When the line containing "ReqwestClient, RequestBuilder, Response" is reached, include it and end there; set down verbatim every line before it, starting at the top of the records.

# Records for processing
****************

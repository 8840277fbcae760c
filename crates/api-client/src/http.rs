//! HTTP transport for the Belajar backend
//!
//! The backend is a plain JSON REST API. Errors come back as an
//! `{"error": "..."}` envelope with a non-2xx status; this module turns
//! those into [`ApiError`] values carrying the status and message.

use reqwest::{Client as ReqwestClient, RequestBuilder, Response as ReqwestResponse};
use serde::de::DeserializeOwned;
use serde::{Deserialize, Serialize};
use std::time::Duration;
use tracing::debug;

/// API error with HTTP status and message
///
/// Status 0 marks a transport-level failure (connection refused, timeout,
/// unreadable body) where no HTTP status was received.
#[derive(Debug, Clone, PartialEq, Eq)]
pub struct ApiError {
    status: u16,
    message: String,
}

impl ApiError {
    /// Create a new API error
    pub fn new(status: u16, message: impl Into<String>) -> Self {
        Self { status, message: message.into() }
    }

    /// Create a transport-level error with no HTTP status
    pub fn network(message: impl Into<String>) -> Self {
        Self::new(0, message)
    }

    /// Get the HTTP status code (0 for transport failures)
    pub fn status(&self) -> u16 {
        self.status
    }

    /// Get the error message
    pub fn message(&self) -> &str {
        &self.message
    }

    /// Check if this is a network-related error rather than a rejection
    /// of the request itself
    pub fn is_network_error(&self) -> bool {
        matches!(self.status, 0 | 408 | 425 | 429 | 500 | 502 | 503 | 504 | 522 | 524)
    }
}

impl std::fmt::Display for ApiError {
    fn fmt(&self, f: &mut std::fmt::Formatter<'_>) -> std::fmt::Result {
        if self.status == 0 {
            write!(f, "network error: {}", self.message)
        } else {
            write!(f, "API error {}: {}", self.status, self.message)
        }
    }
}

impl std::error::Error for ApiError {}

/// Result type for API operations
pub type Result<T> = std::result::Result<T, ApiError>;

/// Error envelope returned by the backend on non-2xx responses
#[derive(Debug, Clone, Serialize, Deserialize)]
struct ErrorEnvelope {
    error: String,
}

/// Configuration for the API client
#[derive(Debug, Clone)]
pub struct ApiClientConfig {
    /// Base service URL (e.g., "https://api.belajar.app")
    pub base_url: String,
    /// Request timeout
    pub timeout: Duration,
    /// User agent string
    pub user_agent: String,
}

impl Default for ApiClientConfig {
    fn default() -> Self {
        Self {
            base_url: "http://localhost:3000".to_string(),
            timeout: Duration::from_secs(30),
            user_agent: format!("Belajar/{}", env!("CARGO_PKG_VERSION")),
        }
    }
}

impl ApiClientConfig {
    /// Create a new config with a base URL
    pub fn new(base_url: impl Into<String>) -> Self {
        Self {
            base_url: base_url.into(),
            ..Default::default()
        }
    }

    /// Set the timeout
    pub fn with_timeout(mut self, timeout: Duration) -> Self {
        self.timeout = timeout;
        self
    }

    /// Set the user agent
    pub fn with_user_agent(mut self, user_agent: impl Into<String>) -> Self {
        self.user_agent = user_agent.into();
        self
    }
}

/// HTTP client for the Belajar backend
#[derive(Debug, Clone)]
pub struct ApiClient {
    client: ReqwestClient,
    config: ApiClientConfig,
}

impl ApiClient {
    /// Create a new API client
    pub fn new(config: ApiClientConfig) -> Result<Self> {
        let client = ReqwestClient::builder()
            .timeout(config.timeout)
            .user_agent(&config.user_agent)
            .build()
            .map_err(|e| ApiError::network(format!("failed to build HTTP client: {e}")))?;

        Ok(Self { client, config })
    }

    /// Get the client configuration
    pub fn config(&self) -> &ApiClientConfig {
        &self.config
    }

    /// Get the base URL
    pub fn base_url(&self) -> &str {
        &self.config.base_url
    }

    /// GET a JSON resource
    pub async fn get_json<T>(&self, path: &str, token: Option<&str>) -> Result<T>
    where
        T: DeserializeOwned,
    {
        let url = format!("{}{}", self.config.base_url, path);
        debug!(%url, "GET");

        let req = self.with_auth(self.client.get(&url), token);
        let response = req
            .send()
            .await
            .map_err(|e| ApiError::network(format!("request failed: {e}")))?;

        self.parse_json(response).await
    }

    /// POST a JSON body and parse a JSON response
    pub async fn post_json<B, T>(&self, path: &str, token: Option<&str>, body: &B) -> Result<T>
    where
        B: Serialize,
        T: DeserializeOwned,
    {
        let url = format!("{}{}", self.config.base_url, path);
        debug!(%url, "POST");

        let req = self.with_auth(self.client.post(&url), token).json(body);
        let response = req
            .send()
            .await
            .map_err(|e| ApiError::network(format!("request failed: {e}")))?;

        self.parse_json(response).await
    }

    /// POST with no body, checking only the response status
    pub async fn post_unit(&self, path: &str, token: Option<&str>) -> Result<()> {
        let url = format!("{}{}", self.config.base_url, path);
        debug!(%url, "POST");

        let req = self.with_auth(self.client.post(&url), token);
        let response = req
            .send()
            .await
            .map_err(|e| ApiError::network(format!("request failed: {e}")))?;

        if response.status().is_success() {
            Ok(())
        } else {
            Err(Self::error_from_response(response).await)
        }
    }

    fn with_auth(&self, req: RequestBuilder, token: Option<&str>) -> RequestBuilder {
        match token {
            Some(token) => req.header("Authorization", format!("Bearer {token}")),
            None => req,
        }
    }

    async fn parse_json<T>(&self, response: ReqwestResponse) -> Result<T>
    where
        T: DeserializeOwned,
    {
        if !response.status().is_success() {
            return Err(Self::error_from_response(response).await);
        }

        let body = response
            .text()
            .await
            .map_err(|e| ApiError::network(format!("failed to read response: {e}")))?;

        serde_json::from_str(&body)
            .map_err(|e| ApiError::network(format!("failed to parse JSON: {e}")))
    }

    async fn error_from_response(response: ReqwestResponse) -> ApiError {
        let status = response.status().as_u16();
        let body = response.text().await.unwrap_or_default();

        match serde_json::from_str::<ErrorEnvelope>(&body) {
            Ok(envelope) => ApiError::new(status, envelope.error),
            Err(_) => ApiError::new(status, format!("HTTP {status}: {body}")),
        }
    }
}

#[cfg(test)]
mod tests {
    use super::*;

    #[test]
    fn test_api_error_network_classification() {
        assert!(ApiError::network("connection refused").is_network_error());
        assert!(ApiError::new(503, "down").is_network_error());
        assert!(ApiError::new(429, "slow down").is_network_error());
        assert!(!ApiError::new(401, "bad token").is_network_error());
        assert!(!ApiError::new(400, "bad input").is_network_error());
    }

    #[test]
    fn test_api_error_display() {
        let error = ApiError::new(404, "Not found");
        assert_eq!(format!("{error}"), "API error 404: Not found");

        let error = ApiError::network("connection refused");
        assert_eq!(format!("{error}"), "network error: connection refused");
    }

    #[test]
    fn test_config_default() {
        let config = ApiClientConfig::default();
        assert_eq!(config.timeout, Duration::from_secs(30));
        assert!(config.user_agent.starts_with("Belajar/"));
    }

    #[test]
    fn test_config_builder() {
        let config = ApiClientConfig::new("https://api.example.com")
            .with_timeout(Duration::from_secs(60))
            .with_user_agent("TestAgent/1.0");

        assert_eq!(config.base_url, "https://api.example.com");
        assert_eq!(config.timeout, Duration::from_secs(60));
        assert_eq!(config.user_agent, "TestAgent/1.0");
    }

    #[test]
    fn test_client_construction() {
        let client = ApiClient::new(ApiClientConfig::new("https://api.example.com")).unwrap();
        assert_eq!(client.base_url(), "https://api.example.com");
    }
}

****************

# Answer to this problem
repository 8840277fbcae760c
filename crates/api-client/src/http.rs
//! HTTP transport for the Belajar backend
//!
//! The backend is a plain JSON REST API. Errors come back as an
//! `{"error": "..."}` envelope with a non-2xx status; this module turns
//! those into [`ApiError`] values carrying the status and message.

use reqwest::{Client as ReqwestClient, RequestBuilder, Response as ReqwestResponse};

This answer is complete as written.